__WORK TO COMPLETE__: Please repeat the data exactly, leaving nothing out.

[Dataset entries]
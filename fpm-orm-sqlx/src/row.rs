//! Row materialization.
//!
//! Typed results go through `sqlx::FromRow`; rows without a record type
//! become a [`GenericRow`] keyed by column name in select-list order.

use fpm_orm_data::{DataResult, GenericRow};
use sqlx::{Column, Row};

use crate::backend::{decode, DbRow};
use crate::error::SqlxErrorExt;

/// Materialize one row as a column-name keyed map.
pub fn generic_row(row: &DbRow) -> DataResult<GenericRow> {
    let mut out = GenericRow::new();
    for (idx, column) in row.columns().iter().enumerate() {
        out.insert(column.name(), decode(row, idx)?);
    }
    Ok(out)
}

/// Materialize one row as a record type.
pub fn typed_row<T>(row: &DbRow) -> DataResult<T>
where
    T: for<'r> sqlx::FromRow<'r, DbRow>,
{
    T::from_row(row).map_err(SqlxErrorExt::into_data_error)
}
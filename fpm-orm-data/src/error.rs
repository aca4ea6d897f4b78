/// Errors that can occur in the data layer.
#[derive(Debug)]
pub enum DataError {
    /// A single-row lookup that was required to match found nothing.
    NotFound(String),
    /// Malformed caller input: bad condition shape, placeholder/argument
    /// mismatch, unsafe identifier, bad pager or sort direction.
    Validation(String),
    /// A write payload that is neither a typed record nor a field map.
    UnknownDataType(String),
    /// An error reported by the underlying driver, carried verbatim.
    Database(Box<dyn std::error::Error + Send + Sync>),
    /// A migration script failed; the remaining scripts were not attempted.
    Migration {
        script: String,
        source: Box<DataError>,
    },
    /// Invalid connection or engine configuration.
    Config(String),
    Other(String),
}

impl DataError {
    /// Construct a `Database` variant from any error type.
    ///
    /// Used by backend crates (e.g. `fpm-orm-sqlx`) to wrap driver-specific
    /// errors.
    pub fn database(err: impl std::error::Error + Send + Sync + 'static) -> Self {
        DataError::Database(Box::new(err))
    }

    pub fn validation(msg: impl Into<String>) -> Self {
        DataError::Validation(msg.into())
    }

    /// Whether this error is a caller mistake rather than a driver failure.
    pub fn is_validation(&self) -> bool {
        matches!(
            self,
            DataError::Validation(_) | DataError::UnknownDataType(_)
        )
    }
}

impl std::fmt::Display for DataError {
    fn fmt(&self, f: &mut std::fmt::Formatter<'_>) -> std::fmt::Result {
        match self {
            DataError::NotFound(msg) => write!(f, "Not found: {msg}"),
            DataError::Validation(msg) => write!(f, "Invalid query: {msg}"),
            DataError::UnknownDataType(kind) => write!(f, "unknown data type: {kind}"),
            DataError::Database(err) => write!(f, "Database error: {err}"),
            DataError::Migration { script, source } => {
                write!(f, "Migration {script} failed: {source}")
            }
            DataError::Config(msg) => write!(f, "Config error: {msg}"),
            DataError::Other(msg) => write!(f, "Data error: {msg}"),
        }
    }
}

impl std::error::Error for DataError {
    fn source(&self) -> Option<&(dyn std::error::Error + 'static)> {
        match self {
            DataError::Database(err) => Some(err.as_ref()),
            DataError::Migration { source, .. } => Some(source.as_ref()),
            _ => None,
        }
    }
}

impl From<serde_json::Error> for DataError {
    fn from(err: serde_json::Error) -> Self {
        DataError::Validation(err.to_string())
    }
}

/// Convenience alias for data-layer results.
pub type DataResult<T> = Result<T, DataError>;

#[cfg(test)]
mod tests {
    use super::*;

    #[test]
    fn test_display_unknown_data_type() {
        let err = DataError::UnknownDataType("array".into());
        assert_eq!(err.to_string(), "unknown data type: array");
        assert!(err.is_validation());
    }

    #[test]
    fn test_migration_source_chain() {
        let err = DataError::Migration {
            script: "V1__init.sql".into(),
            source: Box::new(DataError::Other("boom".into())),
        };
        let source = std::error::Error::source(&err).unwrap();
        assert_eq!(source.to_string(), "Data error: boom");
        assert!(!err.is_validation());
    }
}
//! Transaction scopes with automatic lifecycle management.
//!
//! [`Engine::transaction`] begins a transaction, hands the body an engine
//! bound to it, and then:
//! - commits if the body returns `Ok`
//! - rolls back if the body returns `Err`, returning the body's error
//!
//! A rollback that itself fails is logged and its error returned in place
//! of the body's error.

use std::future::Future;
use std::sync::Arc;

use fpm_orm_data::{DataError, DataResult};
use tokio::sync::Mutex;

use crate::engine::{Conn, Engine};
use crate::error::SqlxErrorExt;

impl Engine {
    /// Run `body` inside a transaction.
    ///
    /// On a handle that is already bound to a transaction the body joins
    /// it: it runs on the same handle and the outermost scope decides
    /// whether to commit.
    ///
    /// # Example
    ///
    /// ```ignore
    /// let id = engine
    ///     .transaction(|tx| async move {
    ///         let id = tx.insert(&fake).await?;
    ///         tx.updates(&Base::new("fake").condition("id = ?", [id]), &fields).await?;
    ///         Ok(id)
    ///     })
    ///     .await?;
    /// ```
    pub async fn transaction<F, Fut, T>(&self, body: F) -> DataResult<T>
    where
        F: FnOnce(Engine) -> Fut,
        Fut: Future<Output = DataResult<T>>,
    {
        let pool = match &self.conn {
            Conn::Pool(pool) => pool,
            Conn::Tx(_) => {
                tracing::debug!("Joining enclosing transaction");
                return body(self.clone()).await;
            }
        };

        let tx = pool.begin().await.map_err(SqlxErrorExt::into_data_error)?;
        tracing::debug!("Transaction started");
        let shared = Arc::new(Mutex::new(Some(tx)));
        let scoped = Engine {
            conn: Conn::Tx(shared.clone()),
            options: self.options.clone(),
        };

        let result = body(scoped).await;

        let tx = shared.lock().await.take();
        let Some(tx) = tx else {
            return Err(DataError::Other("transaction already finished".into()));
        };
        match result {
            Ok(value) => {
                tx.commit().await.map_err(SqlxErrorExt::into_data_error)?;
                tracing::debug!("Transaction committed");
                Ok(value)
            }
            Err(err) => match tx.rollback().await {
                Ok(()) => {
                    tracing::debug!(error = %err, "Transaction rolled back");
                    Err(err)
                }
                Err(rollback) => {
                    tracing::error!(error = %rollback, cause = %err, "Transaction rollback failed");
                    Err(rollback.into_data_error())
                }
            },
        }
    }
}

__FINAL ANSWER__:
filename fpm-orm-sqlx/src/row.rs
//! Row materialization.
//!
//! Typed results go through `sqlx::FromRow`; rows without a record type
//! become a [`GenericRow`] keyed by column name in select-list order.

use fpm_orm_data::{DataResult, GenericRow};
use sqlx::{Column, Row};

use crate::backend::{decode, DbRow};
use crate::error::SqlxErrorExt;

/// Materialize one row as a column-name keyed map.
pub fn generic_row(row: &DbRow) -> DataResult<GenericRow> {
    let mut out = GenericRow::new();
    for (idx, column) in row.columns().iter().enumerate() {
        out.insert(column.name(), decode(row, idx)?);
    }
    Ok(out)
}

/// Materialize one row as a record type.
pub fn typed_row<T>(row: &DbRow) -> DataResult<T>
where
    T: for<'r> sqlx::FromRow<'r, DbRow>,
{
    T::from_row(row).map_err(SqlxErrorExt::into_data_error)
}
filename fpm-orm-data/src/error.rs
repository aca4ea6d897f4b78
/// Errors that can occur in the data layer.
#[derive(Debug)]
pub enum DataError {
    /// A single-row lookup that was required to match found nothing.
    NotFound(String),
    /// Malformed caller input: bad condition shape, placeholder/argument
    /// mismatch, unsafe identifier, bad pager or sort direction.
    Validation(String),
    /// A write payload that is neither a typed record nor a field map.
    UnknownDataType(String),
    /// An error reported by the underlying driver, carried verbatim.
    Database(Box<dyn std::error::Error + Send + Sync>),
    /// A migration script failed; the remaining scripts were not attempted.
    Migration {
        script: String,
        source: Box<DataError>,
    },
    /// Invalid connection or engine configuration.
    Config(String),
    Other(String),
}

impl DataError {
    /// Construct a `Database` variant from any error type.
    ///
    /// Used by backend crates (e.g. `fpm-orm-sqlx`) to wrap driver-specific
    /// errors.
    pub fn database(err: impl std::error::Error + Send + Sync + 'static) -> Self {
        DataError::Database(Box::new(err))
    }

    pub fn validation(msg: impl Into<String>) -> Self {
        DataError::Validation(msg.into())
    }

    /// Whether this error is a caller mistake rather than a driver failure.
    pub fn is_validation(&self) -> bool {
        matches!(
            self,
            DataError::Validation(_) | DataError::UnknownDataType(_)
        )
    }
}

impl std::fmt::Display for DataError {
    fn fmt(&self, f: &mut std::fmt::Formatter<'_>) -> std::fmt::Result {
        match self {
            DataError::NotFound(msg) => write!(f, "Not found: {msg}"),
            DataError::Validation(msg) => write!(f, "Invalid query: {msg}"),
            DataError::UnknownDataType(kind) => write!(f, "unknown data type: {kind}"),
            DataError::Database(err) => write!(f, "Database error: {err}"),
            DataError::Migration { script, source } => {
                write!(f, "Migration {script} failed: {source}")
            }
            DataError::Config(msg) => write!(f, "Config error: {msg}"),
            DataError::Other(msg) => write!(f, "Data error: {msg}"),
        }
    }
}

impl std::error::Error for DataError {
    fn source(&self) -> Option<&(dyn std::error::Error + 'static)> {
        match self {
            DataError::Database(err) => Some(err.as_ref()),
            DataError::Migration { source, .. } => Some(source.as_ref()),
            _ => None,
        }
    }
}

impl From<serde_json::Error> for DataError {
    fn from(err: serde_json::Error) -> Self {
        DataError::Validation(err.to_string())
    }
}

/// Convenience alias for data-layer results.
pub type DataResult<T> = Result<T, DataError>;

#[cfg(test)]
mod tests {
    use super::*;

    #[test]
    fn test_display_unknown_data_type() {
        let err = DataError::UnknownDataType("array".into());
        assert_eq!(err.to_string(), "unknown data type: array");
        assert!(err.is_validation());
    }

    #[test]
    fn test_migration_source_chain() {
        let err = DataError::Migration {
            script: "V1__init.sql".into(),
            source: Box::new(DataError::Other("boom".into())),
        };
        let source = std::error::Error::source(&err).unwrap();
        assert_eq!(source.to_string(), "Data error: boom");
        assert!(!err.is_validation());
    }
}
//! Transaction scopes with automatic lifecycle management.
//!
//! [`Engine::transaction`] begins a transaction, hands the body an engine
//! bound to it, and then:
//! - commits if the body returns `Ok`
//! - rolls back if the body returns `Err`, returning the body's error
//!
//! A rollback that itself fails is logged and its error returned in place
//! of the body's error.

use std::future::Future;
use std::sync::Arc;

use fpm_orm_data::{DataError, DataResult};
use tokio::sync::Mutex;

use crate::engine::{Conn, Engine};
use crate::error::SqlxErrorExt;

impl Engine {
    /// Run `body` inside a transaction.
    ///
    /// On a handle that is already bound to a transaction the body joins
    /// it: it runs on the same handle and the outermost scope decides
    /// whether to commit.
    ///
    /// # Example
    ///
    /// ```ignore
    /// let id = engine
    ///     .transaction(|tx| async move {
    ///         let id = tx.insert(&fake).await?;
    ///         tx.updates(&Base::new("fake").condition("id = ?", [id]), &fields).await?;
    ///         Ok(id)
    ///     })
    ///     .await?;
    /// ```
    pub async fn transaction<F, Fut, T>(&self, body: F) -> DataResult<T>
    where
        F: FnOnce(Engine) -> Fut,
        Fut: Future<Output = DataResult<T>>,
    {
        let pool = match &self.conn {
            Conn::Pool(pool) => pool,
            Conn::Tx(_) => {
                tracing::debug!("Joining enclosing transaction");
                return body(self.clone()).await;
            }
        };

        let tx = pool.begin().await.map_err(SqlxErrorExt::into_data_error)?;
        tracing::debug!("Transaction started");
        let shared = Arc::new(Mutex::new(Some(tx)));
        let scoped = Engine {
            conn: Conn::Tx(shared.clone()),
            options: self.options.clone(),
        };

        let result = body(scoped).await;

        let tx = shared.lock().await.take();
        let Some(tx) = tx else {
            return Err(DataError::Other("transaction already finished".into()));
        };
        match result {
            Ok(value) => {
                tx.commit().await.map_err(SqlxErrorExt::into_data_error)?;
                tracing::debug!("Transaction committed");
                Ok(value)
            }
            Err(err) => match tx.rollback().await {
                Ok(()) => {
                    tracing::debug!(error = %err, "Transaction rolled back");
                    Err(err)
                }
                Err(rollback) => {
                    tracing::error!(error = %rollback, cause = %err, "Transaction rollback failed");
                    Err(rollback.into_data_error())
                }
            },
        }
    }
}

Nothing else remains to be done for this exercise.